Look through the records below, and copy out every line that holds the string "fields".

[Data in this exercise Boundary: Start]

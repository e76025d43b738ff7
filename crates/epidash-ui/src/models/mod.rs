//! View models for the three screens.
//!
//! Each model owns its form state behind a `parking_lot` lock and talks to
//! the backend through the shared service clients. Locks are never held
//! across an `.await`.

pub mod data_model;
pub mod forecast_model;
pub mod login_model;

pub use data_model::DataModel;
pub use forecast_model::ForecastModel;
pub use login_model::LoginModel;
use anyhow::{Context, Result};
use epidash_core::Config;
use epidash_services::Dataset;
use epidash_ui::{render_chart, AppServices, Decision, Route};
use tokio::io::{AsyncBufReadExt, BufReader};

const CHART_WIDTH: usize = 50;

const HELP: &str = "\
Navigation:
  go <path>                  open /login, /data or /forecast
  data | forecast            header shortcuts
  logout                     sign out
  quit
Login (/login):
  login <name> <password>
  register <name> <password> [full name]
Data (/data):
  dataset <covid19|pneumania>
  from <YYYY-MM-DD>, to <YYYY-MM-DD>
  show                       load and chart the series
Forecast (/forecast):
  dataset <covid19|pneumania>
  horizon <days>
  predict                    forecast from today";

#[tokio::main]
async fn main() -> Result<()> {
    epidash_core::init()?;

    let (config, validation) =
        Config::load_validated().context("Failed to load configuration")?;
    tracing::info!(
        "Configuration loaded with {} warning(s)",
        validation.warnings.len()
    );
    let app = AppServices::new(config)?;
    tracing::info!("EpiDash started");

    println!("EpiDash - epidemiological data and forecasts");
    println!("Backend: {}", app.http().base_url());
    println!("Type 'help' for commands.\n");

    let mut lines = BufReader::new(tokio::io::stdin()).lines();
    let mut shown = None;
    loop {
        let route = app.settle_route().await;
        if shown != Some(route) {
            print_screen(&app, route);
            shown = Some(route);
        }
        print_prompt(route);

        let Some(line) = lines.next_line().await? else {
            break;
        };
        let words: Vec<&str> = line.split_whitespace().collect();
        let Some((&command, args)) = words.split_first() else {
            continue;
        };

        match command {
            "quit" | "exit" => break,
            "help" => println!("{}", HELP),
            "go" => match args.first() {
                Some(path) => report(app.navigator().navigate(path)),
                None => println!("usage: go <path>"),
            },
            "data" => report(app.show_data()),
            "forecast" => report(app.show_forecast()),
            "logout" => {
                app.logout().await;
            }
            _ => match route {
                Route::Login => login_command(&app, command, args).await,
                Route::Data => data_command(&app, command, args).await,
                Route::Forecast => forecast_command(&app, command, args).await,
            },
        }
    }

    app.shutdown();
    tracing::info!("EpiDash stopped");
    Ok(())
}

fn print_prompt(route: Route) {
    use std::io::Write;

    print!("{}> ", route);
    let _ = std::io::stdout().flush();
}

fn print_screen(app: &AppServices, route: Route) {
    match route {
        Route::Login => {
            let login = app.login().login();
            if login.is_empty() {
                println!("== Sign in ==");
            } else {
                println!("== Sign in (last user: {}) ==", login);
            }
        }
        Route::Data => println!("== Historical data: {} ==", app.data().dataset().label()),
        Route::Forecast => println!(
            "== Forecast: {}, {} day(s) ==",
            app.forecast().dataset().label(),
            app.forecast().horizon()
        ),
    }
}

fn report(decision: Decision) {
    if let Decision::Redirect(to) = decision {
        println!("Redirected to {}", to);
    }
}

fn parse_dataset(args: &[&str]) -> Option<Dataset> {
    match args.first().map(|s| s.parse::<Dataset>()) {
        Some(Ok(dataset)) => Some(dataset),
        Some(Err(e)) => {
            println!("{}", e);
            None
        }
        None => {
            println!("usage: dataset <covid19|pneumania>");
            None
        }
    }
}

async fn login_command(app: &AppServices, command: &str, args: &[&str]) {
    let model = app.login();
    match (command, args) {
        ("login", [name, password]) => {
            model.set_login(*name);
            model.set_password(*password);
            if model.submit().await.is_err() {
                print_error(model.error_message());
            }
        }
        ("register", [name, password, fio @ ..]) => {
            model.set_login(*name);
            model.set_password(*password);
            let fio = (!fio.is_empty()).then(|| fio.join(" "));
            match model.register(fio).await {
                Ok(message) => println!("{}", message),
                Err(_) => print_error(model.error_message()),
            }
        }
        _ => println!("Unknown command on {}. Type 'help'.", Route::Login),
    }
}

async fn data_command(app: &AppServices, command: &str, args: &[&str]) {
    let model = app.data();
    match (command, args) {
        ("dataset", _) => {
            if let Some(dataset) = parse_dataset(args) {
                model.set_dataset(dataset);
            }
        }
        ("from", [date]) => model.set_date_from(*date),
        ("to", [date]) => model.set_date_to(*date),
        ("show", []) => match model.fetch().await {
            Ok(_) => print!("{}", render_chart(&model.points(), CHART_WIDTH)),
            Err(e) if e.is_superseded() => {}
            Err(_) => print_error(model.error_message()),
        },
        _ => println!("Unknown command on {}. Type 'help'.", Route::Data),
    }
}

async fn forecast_command(app: &AppServices, command: &str, args: &[&str]) {
    let model = app.forecast();
    match (command, args) {
        ("dataset", _) => {
            if let Some(dataset) = parse_dataset(args) {
                model.set_dataset(dataset);
            }
        }
        ("horizon", [days]) => match days.parse::<u32>() {
            Ok(days) => model.set_horizon(days),
            Err(_) => println!("horizon: must be a number from 1 to {}", model.max_horizon()),
        },
        ("predict", []) => match model.forecast().await {
            Ok(_) => print!("{}", render_chart(&model.points(), CHART_WIDTH)),
            Err(e) if e.is_superseded() => {}
            Err(_) => print_error(model.error_message()),
        },
        _ => println!("Unknown command on {}. Type 'help'.", Route::Forecast),
    }
}

fn print_error(message: Option<String>) {
    println!("Error: {}", message.unwrap_or_else(|| "unknown error".to_string()));
}
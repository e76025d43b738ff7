//! Text rendering of a time series: one bar per day, scaled to the largest value.

use std::fmt::Write;

use epidash_services::TimeSeriesPoint;

const BAR: &str = "#";

pub fn render_chart(points: &[TimeSeriesPoint], width: usize) -> String {
    if points.is_empty() {
        return "(no data)\n".to_string();
    }

    let max = points.iter().map(|p| p.value).fold(0.0_f64, f64::max);
    let width = width.max(1);

    let mut out = String::new();
    for point in points {
        let len = if max > 0.0 && point.value > 0.0 {
            // Any positive value gets at least one mark
            ((point.value / max) * width as f64).round().max(1.0) as usize
        } else {
            0
        };
        let bar = BAR.repeat(len);
        let _ = writeln!(
            out,
            "{}  {:<width$}  {}",
            point.date,
            bar,
            format_value(point.value),
            width = width
        );
    }
    out
}

fn format_value(value: f64) -> String {
    if value.fract() == 0.0 {
        format!("{:.0}", value)
    } else {
        format!("{:.2}", value)
    }
}
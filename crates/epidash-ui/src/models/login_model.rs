use std::sync::Arc;

use epidash_auth::{Credentials, Registration, SessionStatus};
use epidash_core::{AppError, AuthError};
use epidash_services::AuthController;
use parking_lot::Mutex;

use crate::error_mapping::ToAppError;
use crate::router::{Navigator, Route};

#[derive(Default)]
struct LoginForm {
    login: String,
    password: String,
    error_message: Option<String>,
}

/// Login screen.
pub struct LoginModel {
    auth: Arc<AuthController>,
    navigator: Arc<Navigator>,
    form: Mutex<LoginForm>,
}

impl LoginModel {
    /// The login field starts with the last name that signed in successfully.
    pub fn new(auth: Arc<AuthController>, navigator: Arc<Navigator>) -> Self {
        let form = LoginForm {
            login: auth.remembered_login().unwrap_or_default(),
            ..LoginForm::default()
        };
        Self {
            auth,
            navigator,
            form: Mutex::new(form),
        }
    }

    pub fn login(&self) -> String {
        self.form.lock().login.clone()
    }

    pub fn set_login(&self, login: impl Into<String>) {
        self.form.lock().login = login.into();
    }

    pub fn set_password(&self, password: impl Into<String>) {
        self.form.lock().password = password.into();
    }

    pub fn error_message(&self) -> Option<String> {
        self.form.lock().error_message.clone()
    }

    pub fn loading(&self) -> bool {
        self.auth.session().status() == SessionStatus::Loading
    }

    /// Sign in with the current form contents.
    ///
    /// Does nothing while a login is already running. On success the
    /// password is cleared and the navigator moves to the data view.
    pub async fn submit(&self) -> Result<Route, AppError> {
        if self.loading() {
            tracing::debug!("Ignoring login submit while signing in");
            return Err(AppError::Auth(AuthError::LoginInFlight));
        }

        let credentials = {
            let form = self.form.lock();
            Credentials::new(form.login.trim(), form.password.clone())
        };

        match self.auth.login(&credentials).await {
            Ok(_) => {
                {
                    let mut form = self.form.lock();
                    form.password.clear();
                    form.error_message = None;
                }
                Ok(self.navigator.navigate(Route::Data.path()).target())
            }
            Err(e) => {
                let err = e.to_app_error();
                self.form.lock().error_message = Some(err.user_message());
                Err(err)
            }
        }
    }

    /// Create an account with the current form contents.
    ///
    /// Returns the backend's confirmation; the session is left as it was.
    pub async fn register(&self, fio: Option<String>) -> Result<String, AppError> {
        let registration = {
            let form = self.form.lock();
            Registration {
                login: form.login.trim().to_string(),
                password: form.password.clone(),
                fio: fio.filter(|f| !f.trim().is_empty()),
            }
        };

        match self.auth.register(&registration).await {
            Ok(message) => {
                self.form.lock().error_message = None;
                Ok(message)
            }
            Err(e) => {
                let err = e.to_app_error();
                self.form.lock().error_message = Some(err.user_message());
                Err(err)
            }
        }
    }
}

impl std::fmt::Debug for LoginModel {
    fn fmt(&self, f: &mut std::fmt::Formatter<'_>) -> std::fmt::Result {
        let form = self.form.lock();
        f.debug_struct("LoginModel")
            .field("login", &form.login)
            .field("password", &"<redacted>")
            .field("error_message", &form.error_message)
            .finish()
    }
}
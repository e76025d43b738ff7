//! Forecast flow: fetch the recent window, then ask the model to predict.
//!
//! The two calls are strictly sequential because the prediction payload is
//! the window's values. A [`CancellationToken`] lets a newer submission
//! abandon an older one at either await point.

use std::sync::Arc;

use chrono::{Days, NaiveDate};
use epidash_core::ValidationError;
use tokio_util::sync::CancellationToken;
use tracing::instrument;

use crate::data::DataClient;
use crate::error::{ForecastError, HttpError};
use crate::http::HttpClient;
use crate::types::{Dataset, DateRange, PredictRequest, PredictResponse, TimeSeriesPoint};

/// Dates and model for one forecast submission.
#[derive(Debug, Clone, PartialEq, Eq)]
pub struct ForecastPlan {
    dataset: Dataset,
    history: DateRange,
    prediction: DateRange,
}

impl ForecastPlan {
    /// Plan a forecast of `horizon` days starting `today`.
    ///
    /// The history window is the `window_days` days ending today.
    pub fn new(
        dataset: Dataset,
        today: NaiveDate,
        window_days: u32,
        horizon: u32,
        max_horizon: u32,
    ) -> Result<Self, ValidationError> {
        if horizon == 0 || horizon > max_horizon {
            return Err(ValidationError::new(
                "horizon",
                format!("must be between 1 and {} days", max_horizon),
            ));
        }
        if window_days == 0 {
            return Err(ValidationError::new("window_days", "must be at least 1"));
        }

        let window_start = today
            .checked_sub_days(Days::new(u64::from(window_days - 1)))
            .ok_or_else(|| ValidationError::new("window_days", "reaches before the calendar"))?;
        let horizon_end = today
            .checked_add_days(Days::new(u64::from(horizon - 1)))
            .ok_or_else(|| ValidationError::new("horizon", "reaches past the calendar"))?;

        Ok(Self {
            dataset,
            history: DateRange::new(window_start, today)?,
            prediction: DateRange::new(today, horizon_end)?,
        })
    }

    pub fn dataset(&self) -> Dataset {
        self.dataset
    }

    /// Range of the `/data` request
    pub fn history_range(&self) -> DateRange {
        self.history
    }

    /// Range of the `/predict` request
    pub fn prediction_range(&self) -> DateRange {
        self.prediction
    }

    pub fn horizon(&self) -> i64 {
        self.prediction.days()
    }

    /// Date the `i`-th forecast value to `today + i`, in order.
    pub fn points(&self, forecast: &[f64]) -> Vec<TimeSeriesPoint> {
        let today = self.prediction.begin();
        forecast
            .iter()
            .zip(0u64..)
            .filter_map(|(value, offset)| {
                today
                    .checked_add_days(Days::new(offset))
                    .map(|date| TimeSeriesPoint::new(date, *value))
            })
            .collect()
    }
}

#[derive(Debug, Clone)]
pub struct ForecastClient {
    http: Arc<HttpClient>,
    data: DataClient,
}

impl ForecastClient {
    pub fn new(http: Arc<HttpClient>) -> Self {
        Self {
            data: DataClient::new(http.clone()),
            http,
        }
    }

    /// `POST /predict` for `model` over `range` with input vector `x`.
    #[instrument(skip(self, x), fields(inputs = x.len()), level = "info")]
    pub async fn predict(
        &self,
        model: &str,
        range: DateRange,
        x: &[f64],
    ) -> Result<Vec<f64>, HttpError> {
        let [begin, end] = range.query();
        let params = [begin, end, ("model", model.to_string())];

        let response: PredictResponse = self
            .http
            .post_json("/predict", &PredictRequest { x }, &params)
            .await?;

        Ok(response.forecast)
    }

    /// Run the whole flow for `plan`.
    pub async fn run(&self, plan: &ForecastPlan) -> Result<Vec<TimeSeriesPoint>, ForecastError> {
        self.run_cancellable(plan, &CancellationToken::new()).await
    }

    /// Run the flow, giving up with [`ForecastError::Superseded`] as soon as
    /// `cancel` fires. A result that arrives after cancellation is discarded.
    #[instrument(skip(self, plan, cancel), fields(dataset = %plan.dataset()), level = "info")]
    pub async fn run_cancellable(
        &self,
        plan: &ForecastPlan,
        cancel: &CancellationToken,
    ) -> Result<Vec<TimeSeriesPoint>, ForecastError> {
        let history = tokio::select! {
            biased;
            _ = cancel.cancelled() => return Err(ForecastError::Superseded),
            result = self.data.fetch(plan.dataset(), plan.history_range()) => result?,
        };

        let values: Vec<f64> = history.iter().map(|p| p.value).collect();
        tracing::debug!("History window has {} values", values.len());

        let model = plan.dataset().model_name();
        let forecast = tokio::select! {
            biased;
            _ = cancel.cancelled() => return Err(ForecastError::Superseded),
            result = self.predict(&model, plan.prediction_range(), &values) => result?,
        };

        if cancel.is_cancelled() {
            return Err(ForecastError::Superseded);
        }

        Ok(plan.points(&forecast))
    }
}
//! Session lifecycle for EpiDash: the session store, its token storage and
//! the credential types the login screen collects.

pub mod credentials;
pub mod session;
pub mod storage;

pub use credentials::{Credentials, Registration};
pub use session::{Session, SessionError, SessionStatus, SessionStore};
pub use storage::{MemoryTokenStorage, RememberedLoginStore, TokenStorage};
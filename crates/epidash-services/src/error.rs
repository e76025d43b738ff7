//! Error types for backend calls.

use epidash_core::{NetworkError, ValidationError};
use serde::Deserialize;
use thiserror::Error;

#[derive(Error, Debug)]
pub enum HttpError {
    /// The backend answered 401.
    #[error("Unauthorized{}", suffix(.message))]
    Unauthorized { message: Option<String> },

    /// Any other non-success status.
    #[error("HTTP {status}{}", suffix(.message))]
    Status {
        status: u16,
        message: Option<String>,
    },

    /// The request never completed (connect failure, timeout, ...).
    #[error(transparent)]
    Transport(#[from] NetworkError),

    /// A success response whose body could not be decoded.
    #[error("Invalid response body: {0}")]
    Decode(String),

    #[error("Invalid URL: {0}")]
    InvalidUrl(String),
}

fn suffix(message: &Option<String>) -> String {
    match message {
        Some(m) => format!(": {}", m),
        None => String::new(),
    }
}

impl HttpError {
    /// Message the backend put in the error body, if any.
    pub fn message(&self) -> Option<&str> {
        match self {
            Self::Unauthorized { message } | Self::Status { message, .. } => message.as_deref(),
            _ => None,
        }
    }

    /// Backend message, or `fallback` when the body carried none.
    pub fn message_or(&self, fallback: &str) -> String {
        self.message().unwrap_or(fallback).to_string()
    }

    pub fn is_unauthorized(&self) -> bool {
        matches!(self, Self::Unauthorized { .. })
    }

    pub fn status(&self) -> Option<u16> {
        match self {
            Self::Unauthorized { .. } => Some(401),
            Self::Status { status, .. } => Some(*status),
            _ => None,
        }
    }
}

/// Error body returned by the backend.
///
/// Handlers answer with either `{"message": ..}` or `{"error": ..}`;
/// `message` wins when both are present.
#[derive(Debug, Default, Deserialize)]
pub struct ErrorPayload {
    #[serde(default)]
    pub message: Option<String>,
    #[serde(default)]
    pub error: Option<String>,
}

impl ErrorPayload {
    /// Extract the human-readable message from a raw error body.
    ///
    /// Returns `None` for empty, non-JSON or message-less bodies.
    pub fn parse(body: &str) -> Option<String> {
        let payload: ErrorPayload = serde_json::from_str(body).ok()?;
        payload
            .message
            .or(payload.error)
            .map(|m| m.trim().to_string())
            .filter(|m| !m.is_empty())
    }
}

/// Failures of the auth controller.
#[derive(Error, Debug)]
pub enum AuthFailure {
    #[error(transparent)]
    Validation(#[from] ValidationError),

    #[error("A login attempt is already in progress")]
    LoginInFlight,

    /// The backend refused the request; carries the text to show the user.
    #[error("{0}")]
    Rejected(String),

    #[error(transparent)]
    Request(#[from] HttpError),
}

impl AuthFailure {
    /// Text for the login screen.
    pub fn user_message(&self) -> String {
        match self {
            Self::Validation(e) => e.to_string(),
            Self::LoginInFlight => "Signing in, please wait.".to_string(),
            Self::Rejected(msg) => msg.clone(),
            Self::Request(e) => e.to_string(),
        }
    }
}

/// Failures of the data and forecast flows.
#[derive(Error, Debug)]
pub enum ForecastError {
    #[error(transparent)]
    Validation(#[from] ValidationError),

    #[error(transparent)]
    Http(#[from] HttpError),

    /// A newer request replaced this one before it finished.
    #[error("Request superseded by a newer one")]
    Superseded,
}

impl ForecastError {
    pub fn is_superseded(&self) -> bool {
        matches!(self, Self::Superseded)
    }
}

#[cfg(test)]
mod tests {
    use super::*;

    #[test]
    fn payload_prefers_message_field() {
        assert_eq!(
            ErrorPayload::parse(r#"{"message": "Bad login", "error": "other"}"#).as_deref(),
            Some("Bad login")
        );
    }

    #[test]
    fn payload_falls_back_to_error_field() {
        assert_eq!(
            ErrorPayload::parse(r#"{"error": "Invalid credentials"}"#).as_deref(),
            Some("Invalid credentials")
        );
    }

    #[test]
    fn payload_without_message_is_none() {
        assert_eq!(ErrorPayload::parse(""), None);
        assert_eq!(ErrorPayload::parse("<html>502</html>"), None);
        assert_eq!(ErrorPayload::parse(r#"{"msg": "x"}"#), None);
        assert_eq!(ErrorPayload::parse(r#"{"message": "   "}"#), None);
        assert_eq!(ErrorPayload::parse(r#"[1, 2]"#), None);
    }

    #[test]
    fn message_or_applies_fallback() {
        let with = HttpError::Status {
            status: 400,
            message: Some("Неверное имя датасета".into()),
        };
        let without = HttpError::Unauthorized { message: None };
        let transport = HttpError::Transport(NetworkError::Timeout);

        assert_eq!(with.message_or("fallback"), "Неверное имя датасета");
        assert_eq!(without.message_or("Login failed"), "Login failed");
        assert_eq!(transport.message_or("Login failed"), "Login failed");
    }

    #[test]
    fn display_includes_status_and_message() {
        let err = HttpError::Status {
            status: 500,
            message: Some("boom".into()),
        };
        assert_eq!(err.to_string(), "HTTP 500: boom");
        assert_eq!(HttpError::Unauthorized { message: None }.to_string(), "Unauthorized");
        assert_eq!(err.status(), Some(500));
    }
}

[Data in this exercise Boundary: End]

## Reply to the task
    #[instrument(skip(self, x), fields(inputs = x.len()), level = "info")]
    #[instrument(skip(self, plan, cancel), fields(dataset = %plan.dataset()), level = "info")]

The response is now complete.